The Black Eagle with an escort
One of the USCG escorts

Pelican Perch
PEGASUS with Tow Boat US
Unfortunately, we heard one of the bridges us calling towboat for a sail boat hard aground at the New River Inlet. We also heard PEGASUS call out. They dropped anchor in the channel in Southport.  They have fuel in the bilge and are waiting for towboat. This has not been a good trip for them.
Sunrise yoga in Southport
Fishermen at the Inlet
Once again, strong currents
at the inlet
We passed through Fowley’s Inlet just past high tide.  Depths were good (17 foot +) and the current strong. Pete had to slow down as we were doing 10+mph approaching the inlet.  Of course, once south of the Inlet, we had the current against, but the ride is beautiful.

The winds continued to slowly increase out of the north for most of the day.  Unfortunately, the ICW is very difficult to sail with all the curves and angles.  However, on such a beautiful day neither one of us will complain.

Tired fishing boats
Unique deck in Holden Beach

Horse and riders along the banks
Unusable marina!
Homes come in all colors!
We seemed to catch extreme low tide most of the way down from Shallot’s Inlet. Combine normal low with full moon and things get interesting.  We finally began to fight against the current just north of Little River Bridge and managed 5.3 mph for the last 2 ½ hours of our trip.  That low tide was very dramatic once we entered the Rock Pile.  Some of the rocks were about 3 feet above the water. As we were navigating through one of the narrowest parts, a north bound, 50-foot, fast boat charged up the ICW and within 5 feet of us doing 30+and rocked our boat!

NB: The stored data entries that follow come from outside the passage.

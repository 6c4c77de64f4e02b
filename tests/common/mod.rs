//! Shared fakes and a mock HTTP backend for integration tests.

#![allow(dead_code)]

use std::net::SocketAddr;
use std::sync::atomic::{AtomicUsize, Ordering};
use std::sync::{Arc, Mutex};

use alloy::primitives::{Address, TxHash, B256, U256};
use async_trait::async_trait;
use tokio::io::{AsyncReadExt, AsyncWriteExt};
use tokio::net::TcpListener;
use tokio::sync::Notify;

use krypt::blockchain::{
    BlockchainError, BlockchainResult, ChainTransfer, ConfirmationStatus, RecordEntry,
    TransactionContract, WalletProvider, WalletTransfer,
};
use krypt::bridge::Notifier;

/// Wallet with scripted accounts that records every transfer it is asked to send.
#[derive(Default)]
pub struct FakeWallet {
    /// Returned by `accounts` (already authorized).
    pub authorized: Mutex<Vec<Address>>,
    /// Returned by `request_accounts`.
    pub grantable: Mutex<Vec<Address>>,
    pub reject_requests: bool,
    pub reject_transfers: bool,
    pub accounts_calls: AtomicUsize,
    pub request_calls: AtomicUsize,
    pub sent: Mutex<Vec<WalletTransfer>>,
    /// When set, the next `accounts` snapshots its answer and then waits for
    /// this to be notified before returning.
    pub accounts_gate: Mutex<Option<Arc<Notify>>>,
}

impl FakeWallet {
    pub fn authorized(accounts: Vec<Address>) -> Self {
        Self {
            authorized: Mutex::new(accounts),
            ..Self::default()
        }
    }

    pub fn grantable(accounts: Vec<Address>) -> Self {
        Self {
            grantable: Mutex::new(accounts),
            ..Self::default()
        }
    }
}

#[async_trait]
impl WalletProvider for FakeWallet {
    async fn accounts(&self) -> BlockchainResult<Vec<Address>> {
        self.accounts_calls.fetch_add(1, Ordering::SeqCst);
        let snapshot = self.authorized.lock().unwrap().clone();
        let gate = self.accounts_gate.lock().unwrap().take();
        if let Some(gate) = gate {
            gate.notified().await;
        }
        Ok(snapshot)
    }

    async fn request_accounts(&self) -> BlockchainResult<Vec<Address>> {
        self.request_calls.fetch_add(1, Ordering::SeqCst);
        if self.reject_requests {
            return Err(BlockchainError::Wallet("User rejected the request.".into()));
        }
        let granted = self.grantable.lock().unwrap().clone();
        *self.authorized.lock().unwrap() = granted.clone();
        Ok(granted)
    }

    async fn send_transaction(&self, transfer: WalletTransfer) -> BlockchainResult<TxHash> {
        if self.reject_transfers {
            return Err(BlockchainError::Wallet("User denied transaction signature.".into()));
        }
        let mut sent = self.sent.lock().unwrap();
        sent.push(transfer);
        Ok(B256::with_last_byte(sent.len() as u8))
    }
}

/// In-memory record-keeping contract.
pub struct FakeContract {
    pub transfers: Mutex<Vec<ChainTransfer>>,
    /// Reported by `getTransactionCount`; `None` means "number of transfers".
    pub count_override: Mutex<Option<U256>>,
    pub fail_reads: bool,
    pub revert_records: bool,
    pub list_calls: AtomicUsize,
    pub count_calls: AtomicUsize,
    /// When set, the next `get_all_transactions` snapshots its data and then
    /// waits for this to be notified before returning.
    pub list_gate: Mutex<Option<Arc<Notify>>>,
    /// When set, confirmation waits for this to be notified.
    pub confirmation_gate: Mutex<Option<Arc<Notify>>>,
    pub next_timestamp: Mutex<u64>,
}

impl Default for FakeContract {
    fn default() -> Self {
        Self {
            transfers: Mutex::new(Vec::new()),
            count_override: Mutex::new(None),
            fail_reads: false,
            revert_records: false,
            list_calls: AtomicUsize::new(0),
            count_calls: AtomicUsize::new(0),
            list_gate: Mutex::new(None),
            confirmation_gate: Mutex::new(None),
            next_timestamp: Mutex::new(1_700_000_000),
        }
    }
}

impl FakeContract {
    pub fn with_transfers(transfers: Vec<ChainTransfer>) -> Self {
        Self {
            transfers: Mutex::new(transfers),
            ..Self::default()
        }
    }
}

#[async_trait]
impl TransactionContract for FakeContract {
    async fn get_all_transactions(&self) -> BlockchainResult<Vec<ChainTransfer>> {
        self.list_calls.fetch_add(1, Ordering::SeqCst);
        if self.fail_reads {
            return Err(BlockchainError::Contract("call reverted".into()));
        }
        let snapshot = self.transfers.lock().unwrap().clone();
        let gate = self.list_gate.lock().unwrap().take();
        if let Some(gate) = gate {
            gate.notified().await;
        }
        Ok(snapshot)
    }

    async fn get_transaction_count(&self) -> BlockchainResult<U256> {
        self.count_calls.fetch_add(1, Ordering::SeqCst);
        if self.fail_reads {
            return Err(BlockchainError::Contract("call reverted".into()));
        }
        let count_override = *self.count_override.lock().unwrap();
        Ok(count_override.unwrap_or_else(|| U256::from(self.transfers.lock().unwrap().len())))
    }

    async fn add_to_blockchain(
        &self,
        from: Address,
        entry: RecordEntry,
    ) -> BlockchainResult<TxHash> {
        let mut timestamp = self.next_timestamp.lock().unwrap();
        let mut transfers = self.transfers.lock().unwrap();
        transfers.push(ChainTransfer {
            sender: from,
            receiver: entry.receiver,
            amount: entry.amount,
            message: entry.message,
            timestamp: U256::from(*timestamp),
            keyword: entry.keyword,
        });
        *timestamp += 60;
        Ok(B256::repeat_byte(0xc0))
    }

    async fn wait_for_confirmation(&self, _tx_hash: TxHash) -> BlockchainResult<ConfirmationStatus> {
        let gate = self.confirmation_gate.lock().unwrap().take();
        if let Some(gate) = gate {
            gate.notified().await;
        }
        if self.revert_records {
            return Ok(ConfirmationStatus::Failed("Transaction reverted".into()));
        }
        Ok(ConfirmationStatus::Confirmed { block_number: 42 })
    }
}

/// Notifier that keeps every notice.
#[derive(Default)]
pub struct RecordingNotifier {
    pub notices: Mutex<Vec<String>>,
}

impl Notifier for RecordingNotifier {
    fn notify(&self, message: &str) {
        self.notices.lock().unwrap().push(message.to_string());
    }
}

pub fn transfer(from: u8, to: u8, amount: U256, timestamp: u64, keyword: &str) -> ChainTransfer {
    ChainTransfer {
        sender: Address::repeat_byte(from),
        receiver: Address::repeat_byte(to),
        amount,
        message: format!("from {from}"),
        timestamp: U256::from(timestamp),
        keyword: keyword.to_string(),
    }
}

/// Start a mock HTTP backend on an ephemeral port.
///
/// Each request's request line (e.g. `GET /v1/gifs/search?... HTTP/1.1`) is
/// recorded, and `respond` decides the status code and body.
pub async fn start_recording_backend<F>(respond: F) -> (SocketAddr, Arc<Mutex<Vec<String>>>)
where
    F: Fn(&str) -> (u16, String) + Send + Sync + 'static,
{
    let listener = TcpListener::bind("127.0.0.1:0").await.unwrap();
    let addr = listener.local_addr().unwrap();
    let requests = Arc::new(Mutex::new(Vec::new()));
    let respond = Arc::new(respond);

    let recorded = requests.clone();
    tokio::spawn(async move {
        loop {
            let Ok((mut socket, _)) = listener.accept().await else {
                break;
            };
            let recorded = recorded.clone();
            let respond = respond.clone();
            tokio::spawn(async move {
                let mut buf = vec![0u8; 8192];
                let n = socket.read(&mut buf).await.unwrap_or(0);
                let head = String::from_utf8_lossy(&buf[..n]).to_string();
                let request_line = head.lines().next().unwrap_or_default().to_string();
                recorded.lock().unwrap().push(request_line.clone());

                let (status, body) = respond(&request_line);
                let status_text = match status {
                    200 => "200 OK",
                    404 => "404 Not Found",
                    429 => "429 Too Many Requests",
                    500 => "500 Internal Server Error",
                    _ => "200 OK",
                };
                let response = format!(
                    "HTTP/1.1 {}\r\nContent-Type: application/json\r\nContent-Length: {}\r\nConnection: close\r\n\r\n{}",
                    status_text,
                    body.len(),
                    body
                );
                let _ = socket.write_all(response.as_bytes()).await;
                let _ = socket.shutdown().await;
            });
        }
    });

    (addr, requests)
}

He was only 15 feet from our boat in the center of the channel!
We finally arrived at 4:45 and secured to C Dock on the southern end of the marina.  Once secure, I had some minor chores below and Pete sat up above finally having time to enjoy a good book.  He suddenly called down to me and said that I had to see what’s heading north.  As it turns out it was not one, but two 1000-foot plus dredging “trains.”  The first was a tug, pulling the barge with the dredging machine, another barge with a three-story housing probably for the power, 2 other barges with extra pipes and equipment.  Two smaller work tugs were positioned to keep the “train” in the center of the channel.  The second “train” consisted of the main tug, a barge with equipment and over 600 feet of pipes and floats, once again also being assisted by 2 work tugs. Had our arrival at The Barefoot Marina been delayed another hour or so, I cannot imagine what we would have done once we met them in the Rock Pile. The thing neither one of us can understand is why they did not call out a security periodically to alert south bounder boats of their presence and give the boats a chance to decide how and where to proceed.  We hope that traffic was held north at the Little River Bridge, where there are places to pull off of the channel safely.


We will be staying here at The Barefoot Marina for the next week. Pete flying out to California for business next week.  Bailey and I will stay here to get in some good walks and explore some of the shops across the way.  Probably a bike ride to the grocery store for some minor provisioning.

Well, time to cook dinner so I’ll say good-night.